### What the task asks
Whenever a line of the listing contains the string "const", return that line.

(Beginning of Source records)

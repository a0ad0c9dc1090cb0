//! Controlled square toggle. The checked flag lives with the caller; passing
//! no press handler renders a read-only box.

use std::rc::Rc;

use swivel_core::{Callback, Color, Modifier, Vec2, View, ViewKind, theme};

const BOX_SIZE: f32 = 24.0;
const CORNER_RADIUS: f32 = 5.0;
const CHECK_STROKE: f32 = 4.0;

#[allow(non_snake_case)]
pub fn Checkbox(checked: bool, on_press: Option<Callback>) -> View {
    let t = theme();
    let (background, border) = if checked {
        (t.checkbox_active, t.checkbox_active)
    } else {
        (Color::TRANSPARENT, t.checkbox_inactive)
    };

    let mut modifier = Modifier::new()
        .size(BOX_SIZE, BOX_SIZE)
        .clip_rounded(CORNER_RADIUS)
        .border(1.0, border, CORNER_RADIUS)
        .background(background);
    if let Some(press) = on_press {
        modifier = modifier.on_press(move || press());
    }

    let mut view = View::new(ViewKind::Box).modifier(modifier);
    if checked {
        view = view.child(check_mark(t.checkbox_icon));
    }
    view
}

/// Tick glyph scaled to whatever box it is painted into.
fn check_mark(color: Color) -> View {
    View::new(ViewKind::Canvas {
        paint: Rc::new(move |scope| {
            let w = scope.size.width;
            let h = scope.size.height;
            scope.polyline(
                vec![
                    Vec2 { x: 0.21 * w, y: 0.55 * h },
                    Vec2 { x: 0.42 * w, y: 0.75 * h },
                    Vec2 { x: 0.79 * w, y: 0.29 * h },
                ],
                color,
                color,
                CHECK_STROKE,
            );
        }),
    })
    .modifier(Modifier::new().fill_max_size())
}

(End of Source records)

### Finished exercise
const BOX_SIZE: f32 = 24.0;
const CORNER_RADIUS: f32 = 5.0;
const CHECK_STROKE: f32 = 4.0;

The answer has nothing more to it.